→ **REQUIREMENT**: Output exactly the lines that run from the top of the entries to the line holding "use std::sync::Arc;", including both of those lines.

[Opening DATA IN THIS EXERCISE section]

//! IAM provider against the in-memory backend

use keel_cloud::{
    AuditCategory, AuditRegistry, CloudError, CloudProvider, ConfiguredDefinition, Lifecycle,
    RecordingConsole, Relation, Resource, ResourceKind, ResourceState, ResourceTree,
};
use keel_cloud_aws::IamProvider;
use keel_cloud_mock::{MemoryBackend, Operation};
use std::sync::Arc;

fn group(name: &str) -> Arc<ConfiguredDefinition> {
    Arc::new(ConfiguredDefinition::new(ResourceKind::Group, name))
}

fn user(name: &str) -> Arc<ConfiguredDefinition> {
    Arc::new(ConfiguredDefinition::new(ResourceKind::User, name))
}

fn provider(backend: &Arc<MemoryBackend>) -> IamProvider {
    IamProvider::new(backend.clone()).with_account("123456789012")
}

fn flags(id: &str) -> Vec<String> {
    vec![id.to_string()]
}

#[tokio::test]
async fn test_pagination_scenario() {
    let backend = Arc::new(MemoryBackend::new().with_page_size(2));
    for name in ["g1", "g2", "g3"] {
        backend.seed(ResourceKind::Group, name);
    }
    let provider = provider(&backend);
    let session = provider
        .open_session(Arc::new(RecordingConsole::new()))
        .await
        .unwrap();

    let cache = session.cache(ResourceKind::Group).unwrap();
    assert_eq!(cache.len(), 3);
    assert_eq!(cache.names(), vec!["g1", "g2", "g3"]);

    // Users and groups: two group pages plus one user page
    assert_eq!(backend.calls(Operation::List), 3);

    assert!(cache.find(&group("g4")).is_none());
    assert_eq!(cache.len(), 3);
    assert_eq!(cache.state("g1"), ResourceState::DeployedOnly);
}

#[tokio::test]
async fn test_load_uses_cache() {
    let backend = Arc::new(MemoryBackend::new());
    backend.seed(ResourceKind::Group, "ops");
    let provider = provider(&backend);
    let session = provider
        .open_session(Arc::new(RecordingConsole::new()))
        .await
        .unwrap();

    let mut ops = Resource::new(group("ops"), &provider, &session).unwrap();
    ops.load().await.unwrap();
    assert!(ops.created());
    assert_eq!(backend.calls(Operation::Get), 0);

    let mut dev = Resource::new(group("dev"), &provider, &session).unwrap();
    dev.load().await.unwrap();
    assert!(dev.destroyed());
    assert_eq!(backend.calls(Operation::Get), 1);
}

#[tokio::test]
async fn test_create_attaches_policies_and_groups() {
    let backend = Arc::new(MemoryBackend::new());
    let provider = provider(&backend);
    let console = Arc::new(RecordingConsole::new());
    let session = provider.open_session(console.clone()).await.unwrap();

    let ops = Arc::new(
        ConfiguredDefinition::new(ResourceKind::Group, "ops").with_policy("ReadOnlyAccess"),
    );
    let alice = Arc::new(
        ConfiguredDefinition::new(ResourceKind::User, "alice")
            .with_policy("arn:aws:iam::aws:policy/IAMUserChangePassword")
            .with_group("ops"),
    );

    let mut tree = ResourceTree::new("test", console.clone());
    // Users are declared first but groups must exist before memberships
    tree.add_all(&provider, &session, [alice, ops]).unwrap();
    tree.load().await.unwrap();
    tree.create(&[]).await.unwrap();

    assert_eq!(
        backend.relations(ResourceKind::Group, "ops"),
        vec![Relation::Policy(
            "arn:aws:iam::123456789012:policy/ReadOnlyAccess".into()
        )]
    );
    assert_eq!(
        backend.relations(ResourceKind::User, "alice"),
        vec![
            Relation::Policy("arn:aws:iam::aws:policy/IAMUserChangePassword".into()),
            Relation::Group("ops".into()),
        ]
    );
    assert!(console.contains("Group created: ops"));
    assert!(console.contains("User created: alice"));

    let cache = session.cache(ResourceKind::User).unwrap();
    assert_eq!(cache.state("alice"), ResourceState::Reconciled);
}

#[tokio::test]
async fn test_create_and_destroy_are_idempotent() {
    let backend = Arc::new(MemoryBackend::new());
    let provider = provider(&backend);
    let console = Arc::new(RecordingConsole::new());
    let session = provider.open_session(console.clone()).await.unwrap();

    let mut ops = Resource::new(group("ops"), &provider, &session).unwrap();
    ops.load().await.unwrap();
    ops.create(&[]).await.unwrap();
    ops.create(&[]).await.unwrap();
    assert_eq!(backend.calls(Operation::Create), 1);
    assert!(console.contains("Group exists, skipping..."));

    ops.destroy(&[]).await.unwrap();
    ops.destroy(&[]).await.unwrap();
    assert_eq!(backend.calls(Operation::Delete), 1);
    assert!(console.contains("Group does not exist, skipping..."));
}

#[tokio::test]
async fn test_destroy_evicts_cache_entry() {
    let backend = Arc::new(MemoryBackend::new());
    backend.seed(ResourceKind::Group, "g1");
    backend.seed(ResourceKind::Group, "g2");
    let provider = provider(&backend);
    let session = provider
        .open_session(Arc::new(RecordingConsole::new()))
        .await
        .unwrap();

    let mut g2 = Resource::new(group("g2"), &provider, &session).unwrap();
    g2.load().await.unwrap();
    g2.destroy(&[]).await.unwrap();

    let cache = session.cache(ResourceKind::Group).unwrap();
    assert!(cache.find(&group("g2")).is_none());
    assert!(!g2.created());
    assert!(!backend.contains(ResourceKind::Group, "g2"));

    backend.reset_calls();
    g2.destroy(&[]).await.unwrap();
    assert_eq!(backend.mutations(), 0);
    assert_eq!(backend.calls(Operation::Get), 0);
}

#[tokio::test]
async fn test_destroy_user_leaves_groups_first() {
    let backend = Arc::new(MemoryBackend::new());
    let provider = provider(&backend);
    let console = Arc::new(RecordingConsole::new());
    let session = provider.open_session(console.clone()).await.unwrap();

    let mut tree = ResourceTree::new("test", console.clone());
    tree.add_all(
        &provider,
        &session,
        [
            group("ops"),
            Arc::new(
                ConfiguredDefinition::new(ResourceKind::User, "bob")
                    .with_policy("ReadOnlyAccess")
                    .with_group("ops"),
            ),
        ],
    )
    .unwrap();
    tree.load().await.unwrap();
    tree.create(&[]).await.unwrap();
    tree.destroy(&[]).await.unwrap();

    assert!(!backend.contains(ResourceKind::User, "bob"));
    assert!(!backend.contains(ResourceKind::Group, "ops"));
    assert!(console.contains("Left Groups"));
}

#[tokio::test]
async fn test_partial_create_names_failed_step() {
    let backend = Arc::new(MemoryBackend::new());
    backend.fail_on(Operation::Attach, "ops");
    let provider = provider(&backend);
    let session = provider
        .open_session(Arc::new(RecordingConsole::new()))
        .await
        .unwrap();

    let definition = Arc::new(
        ConfiguredDefinition::new(ResourceKind::Group, "ops").with_policy("ReadOnlyAccess"),
    );
    let mut ops = Resource::new(definition, &provider, &session).unwrap();
    ops.load().await.unwrap();

    let err = ops.create(&[]).await.unwrap_err();
    assert!(matches!(err, CloudError::StepFailed { .. }));
    assert!(err.is_backend());
    assert!(
        err.to_string().starts_with(
            "attach policy arn:aws:iam::123456789012:policy/ReadOnlyAccess to group ops failed"
        ),
        "{}",
        err
    );

    // The group itself was created and is not rolled back
    assert!(backend.contains(ResourceKind::Group, "ops"));
    assert!(ops.created());

    // A second create skips the existing group
    ops.create(&[]).await.unwrap();
    assert_eq!(backend.calls(Operation::Create), 1);
}

#[tokio::test]
async fn test_destroy_after_partial_create() {
    let backend = Arc::new(MemoryBackend::new());
    backend.fail_on(Operation::Attach, "ops");
    let provider = provider(&backend);
    let console = Arc::new(RecordingConsole::new());
    let session = provider.open_session(console.clone()).await.unwrap();

    let definition = Arc::new(
        ConfiguredDefinition::new(ResourceKind::Group, "ops").with_policy("ReadOnlyAccess"),
    );
    let mut ops = Resource::new(definition, &provider, &session).unwrap();
    ops.load().await.unwrap();
    ops.create(&[]).await.unwrap_err();
    backend.clear_faults();

    // The policy never got attached; destroy still removes the group
    ops.destroy(&[]).await.unwrap();
    assert!(!backend.contains(ResourceKind::Group, "ops"));
    assert!(ops.destroyed());
    assert!(console.contains("Group deleted: ops"));
}

#[tokio::test]
async fn test_destroy_user_missing_membership() {
    let backend = Arc::new(MemoryBackend::new());
    backend.seed(ResourceKind::Group, "ops");
    backend.seed(ResourceKind::User, "alice");
    let provider = provider(&backend);
    let session = provider
        .open_session(Arc::new(RecordingConsole::new()))
        .await
        .unwrap();

    let definition =
        Arc::new(ConfiguredDefinition::new(ResourceKind::User, "alice").with_group("ops"));
    let mut alice = Resource::new(definition, &provider, &session).unwrap();
    alice.load().await.unwrap();
    assert!(alice.created());

    alice.destroy(&[]).await.unwrap();
    assert!(!backend.contains(ResourceKind::User, "alice"));
    assert_eq!(backend.calls(Operation::Detach), 1);
}

#[tokio::test]
async fn test_load_failure_is_backend_error() {
    let backend = Arc::new(MemoryBackend::new());
    backend.fail_on(Operation::Get, "dev");
    let provider = provider(&backend);
    let session = provider
        .open_session(Arc::new(RecordingConsole::new()))
        .await
        .unwrap();

    let mut dev = Resource::new(group("dev"), &provider, &session).unwrap();
    let err = dev.load().await.unwrap_err();
    assert!(err.is_backend());
}

#[tokio::test]
async fn test_session_fails_on_page_error() {
    let backend = Arc::new(MemoryBackend::new().with_page_size(1));
    backend.seed(ResourceKind::Group, "g1");
    backend.seed(ResourceKind::Group, "g2");
    backend.fail_on(Operation::List, "1");
    let provider = provider(&backend);

    let err = provider
        .open_session(Arc::new(RecordingConsole::new()))
        .await
        .unwrap_err();
    assert!(err.is_backend());
}

#[tokio::test]
async fn test_audit_partitions_drift() {
    let backend = Arc::new(MemoryBackend::new());
    backend.seed(ResourceKind::Group, "g1");
    backend.seed(ResourceKind::Group, "stray");
    backend.seed_unnamed(ResourceKind::Group, "AGPAUNNAMED");
    let provider = provider(&backend);
    let console = Arc::new(RecordingConsole::new());
    let session = provider.open_session(console.clone()).await.unwrap();

    let mut tree = ResourceTree::new("test", console.clone());
    tree.add_all(&provider, &session, [group("g1"), group("g4"), user("carol")])
        .unwrap();
    tree.load().await.unwrap();

    let mut audits = AuditRegistry::new();
    audits.register("run");
    tree.audit(&flags("run"), &mut audits).unwrap();

    let accumulator = audits.lookup("run").unwrap();
    let configured: Vec<_> = accumulator
        .by_category(AuditCategory::Configured)
        .into_iter()
        .map(|f| f.message.clone())
        .collect();
    assert_eq!(configured, vec!["g4", "carol"]);

    let deployed = accumulator.by_category(AuditCategory::Deployed);
    assert_eq!(deployed.len(), 2);
    assert_eq!(deployed[0].message, "stray");
    assert!(
        deployed[1]
            .message
            .starts_with("Unnamed Group 1 - Group ID: \"AGPAUNNAMED\"")
    );
}

#[tokio::test]
async fn test_audit_requires_registered_id() {
    let backend = Arc::new(MemoryBackend::new());
    let provider = provider(&backend);
    let session = provider
        .open_session(Arc::new(RecordingConsole::new()))
        .await
        .unwrap();
    let ops = Resource::new(group("ops"), &provider, &session).unwrap();
    let mut audits = AuditRegistry::new();

    let err = ops.audit(&[], &mut audits).unwrap_err();
    assert!(err.is_invalid_argument());

    let err = ops.audit(&flags("nightly"), &mut audits).unwrap_err();
    assert!(err.to_string().contains("does not exist"));
}

#[tokio::test]
async fn test_info_lines() {
    let backend = Arc::new(MemoryBackend::new());
    backend.seed(ResourceKind::User, "alice");
    let provider = provider(&backend);
    let console = Arc::new(RecordingConsole::new());
    let session = provider.open_session(console.clone()).await.unwrap();

    let mut alice = Resource::new(user("alice"), &provider, &session).unwrap();
    alice.load().await.unwrap();
    alice.info();

    assert!(console.contains(&format!("{:<20}\t{}", "name", "alice")));
    assert!(console.contains("arn:aws:iam::000000000000:user/alice"));
}

#[tokio::test]
async fn test_check_auth() {
    let backend = Arc::new(MemoryBackend::new());
    let provider = provider(&backend);
    let status = provider.check_auth().await.unwrap();
    assert!(status.authenticated);

    backend.fail_on(Operation::List, "");
    let status = provider.check_auth().await.unwrap();
    assert!(!status.authenticated);
    assert!(status.error.is_some());
}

[Closing DATA IN THIS EXERCISE section]

→ **PROBLEM SOLUTION**:
//! IAM provider against the in-memory backend

use keel_cloud::{
    AuditCategory, AuditRegistry, CloudError, CloudProvider, ConfiguredDefinition, Lifecycle,
    RecordingConsole, Relation, Resource, ResourceKind, ResourceState, ResourceTree,
};
use keel_cloud_aws::IamProvider;
use keel_cloud_mock::{MemoryBackend, Operation};
use std::sync::Arc;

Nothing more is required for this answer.